DATA EXTRACT below:
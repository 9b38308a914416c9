//! Error message formatting with actionable suggestions.
//!
//! Renders an `HlsyncError` with its cause chain and, when available, a
//! hint for fixing the problem.

use std::error::Error;

use hlsync_core::error::HlsyncError;

use super::colors::{Color, ColorSupport};

/// Error formatter with suggestions
pub struct ErrorFormatter {
    colors: ColorSupport,
}

impl ErrorFormatter {
    /// Create a new error formatter
    pub fn new() -> Self {
        Self {
            colors: ColorSupport::detect(),
        }
    }

    /// Format an error with its cause chain and suggestion
    pub fn format_error(&self, error: &HlsyncError) -> String {
        let mut output = String::new();

        output.push_str(&self.colors.paint(Color::Red, "error"));
        output.push_str(": ");
        output.push_str(&error.to_string());

        let mut source = error.source();
        while let Some(err) = source {
            output.push('\n');
            output.push_str(&self.colors.paint(Color::Dim, "caused by"));
            output.push_str(": ");
            output.push_str(&err.to_string());
            source = err.source();
        }

        if let Some(suggestion) = error.suggestion() {
            output.push('\n');
            output.push_str(&self.colors.paint(Color::Dim, "help"));
            output.push_str(": ");
            output.push_str(suggestion);
        }

        output
    }
}

impl Default for ErrorFormatter {
    fn default() -> Self {
        Self::new()
    }
}
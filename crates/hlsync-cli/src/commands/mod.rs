//! Command implementations and dispatch logic.
//!
//! The run configuration is built once at the boundary; handlers receive
//! it together with a shared `CommandContext` for terminal output.

use tracing::info;

use hlsync_core::error::SyncResult;
use hlsync_core::types::{Mode, SyncConfig};

pub mod link;
pub mod unlink;


use crate::output::OutputHandler;

/// Shared context for all commands
pub struct CommandContext {
    pub output: OutputHandler,
}

impl CommandContext {
    /// Create a new command context
    pub fn new() -> Self {
        Self {
            output: OutputHandler::new(),
        }
    }
}

impl Default for CommandContext {
    fn default() -> Self {
        Self::new()
    }
}

/// Dispatch a run to its mode handler
pub fn dispatch(config: SyncConfig, ctx: &CommandContext) -> SyncResult<()> {
    match config.mode {
        Mode::Link => {
            info!(
                "Linking {} into {}",
                config.source().display(),
                config.dest().display()
            );
            link::execute(&config, ctx)
        }
        Mode::Unlink => {
            info!("Unlinking mirrored entries in {}", config.dest().display());
            unlink::execute(&config, ctx)
        }
    }
}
End of DATA EXTRACT.
Write out the data above again, word for word.

### RESPONSE BOX
repository 9b38308a914416c9
//! Error message formatting with actionable suggestions.
//!
//! Renders an `HlsyncError` with its cause chain and, when available, a
//! hint for fixing the problem.

use std::error::Error;

use hlsync_core::error::HlsyncError;

use super::colors::{Color, ColorSupport};

/// Error formatter with suggestions
pub struct ErrorFormatter {
    colors: ColorSupport,
}

impl ErrorFormatter {
    /// Create a new error formatter
    pub fn new() -> Self {
        Self {
            colors: ColorSupport::detect(),
        }
    }

    /// Format an error with its cause chain and suggestion
    pub fn format_error(&self, error: &HlsyncError) -> String {
        let mut output = String::new();

        output.push_str(&self.colors.paint(Color::Red, "error"));
        output.push_str(": ");
        output.push_str(&error.to_string());

        let mut source = error.source();
        while let Some(err) = source {
            output.push('\n');
            output.push_str(&self.colors.paint(Color::Dim, "caused by"));
            output.push_str(": ");
            output.push_str(&err.to_string());
            source = err.source();
        }

        if let Some(suggestion) = error.suggestion() {
            output.push('\n');
            output.push_str(&self.colors.paint(Color::Dim, "help"));
            output.push_str(": ");
            output.push_str(suggestion);
        }

        output
    }
}

impl Default for ErrorFormatter {
    fn default() -> Self {
        Self::new()
    }
}
filename crates/hlsync-cli/src/commands/mod.rs
//! Command implementations and dispatch logic.
//!
//! The run configuration is built once at the boundary; handlers receive
//! it together with a shared `CommandContext` for terminal output.

use tracing::info;

use hlsync_core::error::SyncResult;
use hlsync_core::types::{Mode, SyncConfig};

pub mod link;
pub mod unlink;


use crate::output::OutputHandler;

/// Shared context for all commands
pub struct CommandContext {
    pub output: OutputHandler,
}

impl CommandContext {
    /// Create a new command context
    pub fn new() -> Self {
        Self {
            output: OutputHandler::new(),
        }
    }
}

impl Default for CommandContext {
    fn default() -> Self {
        Self::new()
    }
}

/// Dispatch a run to its mode handler
pub fn dispatch(config: SyncConfig, ctx: &CommandContext) -> SyncResult<()> {
    match config.mode {
        Mode::Link => {
            info!(
                "Linking {} into {}",
                config.source().display(),
                config.dest().display()
            );
            link::execute(&config, ctx)
        }
        Mode::Unlink => {
            info!("Unlinking mirrored entries in {}", config.dest().display());
            unlink::execute(&config, ctx)
        }
    }
}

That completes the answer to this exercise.